**RECORD EXCERPTS:**
^^^^^^^^
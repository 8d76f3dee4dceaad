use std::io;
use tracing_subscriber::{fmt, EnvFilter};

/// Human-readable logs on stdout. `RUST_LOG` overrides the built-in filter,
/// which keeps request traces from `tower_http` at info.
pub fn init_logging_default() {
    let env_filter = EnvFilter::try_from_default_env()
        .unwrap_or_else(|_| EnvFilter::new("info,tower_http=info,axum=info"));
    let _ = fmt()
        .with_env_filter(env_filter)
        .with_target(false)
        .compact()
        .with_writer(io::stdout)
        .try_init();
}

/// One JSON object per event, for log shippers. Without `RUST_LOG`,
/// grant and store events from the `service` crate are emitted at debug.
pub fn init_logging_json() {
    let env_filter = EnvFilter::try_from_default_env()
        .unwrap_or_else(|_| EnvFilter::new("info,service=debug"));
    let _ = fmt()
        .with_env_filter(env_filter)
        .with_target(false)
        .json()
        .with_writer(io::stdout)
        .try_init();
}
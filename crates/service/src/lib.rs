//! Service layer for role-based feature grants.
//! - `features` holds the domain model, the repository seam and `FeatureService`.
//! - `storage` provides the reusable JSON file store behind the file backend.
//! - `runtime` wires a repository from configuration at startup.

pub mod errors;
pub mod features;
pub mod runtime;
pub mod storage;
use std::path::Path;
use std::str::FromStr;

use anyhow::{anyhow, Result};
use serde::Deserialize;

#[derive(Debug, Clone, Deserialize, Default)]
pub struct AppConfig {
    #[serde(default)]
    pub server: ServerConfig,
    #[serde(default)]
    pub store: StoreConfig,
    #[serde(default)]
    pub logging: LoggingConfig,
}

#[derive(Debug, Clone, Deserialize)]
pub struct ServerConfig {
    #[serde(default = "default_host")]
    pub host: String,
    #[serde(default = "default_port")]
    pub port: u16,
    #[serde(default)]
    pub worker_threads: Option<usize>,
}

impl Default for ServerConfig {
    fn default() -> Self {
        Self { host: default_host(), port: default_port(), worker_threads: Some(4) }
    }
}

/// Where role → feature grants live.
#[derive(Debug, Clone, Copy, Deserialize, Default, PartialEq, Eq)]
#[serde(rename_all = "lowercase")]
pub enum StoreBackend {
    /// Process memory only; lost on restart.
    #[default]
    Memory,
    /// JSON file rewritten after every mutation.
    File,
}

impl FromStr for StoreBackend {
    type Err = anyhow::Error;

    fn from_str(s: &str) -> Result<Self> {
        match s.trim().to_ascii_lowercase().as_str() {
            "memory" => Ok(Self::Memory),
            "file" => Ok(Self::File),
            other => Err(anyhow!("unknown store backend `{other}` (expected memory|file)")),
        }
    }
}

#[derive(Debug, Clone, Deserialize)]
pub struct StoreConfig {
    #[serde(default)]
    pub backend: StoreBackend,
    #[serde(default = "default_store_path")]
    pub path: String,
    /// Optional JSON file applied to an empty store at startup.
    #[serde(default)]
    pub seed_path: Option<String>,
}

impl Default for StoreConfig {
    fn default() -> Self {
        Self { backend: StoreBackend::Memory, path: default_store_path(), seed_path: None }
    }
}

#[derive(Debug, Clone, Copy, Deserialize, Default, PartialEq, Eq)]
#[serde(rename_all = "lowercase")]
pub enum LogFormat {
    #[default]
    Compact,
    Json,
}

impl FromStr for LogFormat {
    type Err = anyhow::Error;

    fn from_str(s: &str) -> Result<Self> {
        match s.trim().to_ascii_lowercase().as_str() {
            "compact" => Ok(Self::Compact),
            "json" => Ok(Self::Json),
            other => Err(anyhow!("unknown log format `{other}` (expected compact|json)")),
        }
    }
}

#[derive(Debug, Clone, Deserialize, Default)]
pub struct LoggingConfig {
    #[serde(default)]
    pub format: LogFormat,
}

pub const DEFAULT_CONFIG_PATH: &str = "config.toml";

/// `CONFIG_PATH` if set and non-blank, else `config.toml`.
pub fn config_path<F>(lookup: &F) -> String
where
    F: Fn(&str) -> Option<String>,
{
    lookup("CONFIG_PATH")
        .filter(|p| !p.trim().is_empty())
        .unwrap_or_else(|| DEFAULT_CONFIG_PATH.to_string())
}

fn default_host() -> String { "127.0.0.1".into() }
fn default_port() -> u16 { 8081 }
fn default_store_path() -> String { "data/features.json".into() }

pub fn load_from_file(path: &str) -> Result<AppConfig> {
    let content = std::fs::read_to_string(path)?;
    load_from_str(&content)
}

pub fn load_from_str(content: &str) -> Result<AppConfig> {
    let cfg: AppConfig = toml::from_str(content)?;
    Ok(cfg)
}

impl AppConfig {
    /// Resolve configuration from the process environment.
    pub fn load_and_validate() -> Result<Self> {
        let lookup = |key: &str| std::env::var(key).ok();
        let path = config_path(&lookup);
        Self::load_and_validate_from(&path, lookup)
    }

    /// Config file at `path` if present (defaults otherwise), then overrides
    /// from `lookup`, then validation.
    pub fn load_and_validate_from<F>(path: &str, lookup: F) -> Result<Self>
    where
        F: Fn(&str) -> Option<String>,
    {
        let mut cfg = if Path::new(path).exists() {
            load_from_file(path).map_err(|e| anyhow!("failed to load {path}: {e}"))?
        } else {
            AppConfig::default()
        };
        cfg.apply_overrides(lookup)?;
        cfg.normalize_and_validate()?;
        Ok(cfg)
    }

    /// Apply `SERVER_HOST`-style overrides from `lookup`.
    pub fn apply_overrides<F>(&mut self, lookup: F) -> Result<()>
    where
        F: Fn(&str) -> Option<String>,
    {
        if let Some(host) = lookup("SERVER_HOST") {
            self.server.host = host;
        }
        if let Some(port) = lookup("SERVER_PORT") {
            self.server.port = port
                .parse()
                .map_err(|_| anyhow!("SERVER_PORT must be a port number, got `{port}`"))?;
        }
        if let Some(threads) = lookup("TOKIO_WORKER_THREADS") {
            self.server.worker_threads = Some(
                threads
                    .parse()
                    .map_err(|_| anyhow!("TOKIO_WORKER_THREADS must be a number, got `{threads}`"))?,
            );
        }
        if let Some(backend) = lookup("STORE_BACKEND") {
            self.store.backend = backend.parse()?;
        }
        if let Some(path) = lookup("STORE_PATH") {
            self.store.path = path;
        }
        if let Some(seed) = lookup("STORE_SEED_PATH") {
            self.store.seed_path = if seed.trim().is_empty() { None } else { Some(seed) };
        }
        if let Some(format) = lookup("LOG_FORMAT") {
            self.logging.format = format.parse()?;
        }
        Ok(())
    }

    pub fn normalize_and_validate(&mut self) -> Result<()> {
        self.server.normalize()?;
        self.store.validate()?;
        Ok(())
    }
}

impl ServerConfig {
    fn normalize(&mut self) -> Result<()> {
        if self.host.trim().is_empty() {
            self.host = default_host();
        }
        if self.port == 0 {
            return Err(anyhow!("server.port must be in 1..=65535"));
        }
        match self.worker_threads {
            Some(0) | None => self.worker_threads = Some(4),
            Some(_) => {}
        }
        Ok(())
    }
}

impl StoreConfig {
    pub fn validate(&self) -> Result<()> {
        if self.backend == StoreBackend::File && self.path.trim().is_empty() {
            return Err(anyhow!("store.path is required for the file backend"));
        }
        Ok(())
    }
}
^^^^^^^^
**WHAT TO DO:** When a line of the records holds the word "impl", copy that line.

**RESPONSE AREA:**
impl Default for ServerConfig {
impl FromStr for StoreBackend {
impl Default for StoreConfig {
impl FromStr for LogFormat {
impl AppConfig {
impl ServerConfig {
impl StoreConfig {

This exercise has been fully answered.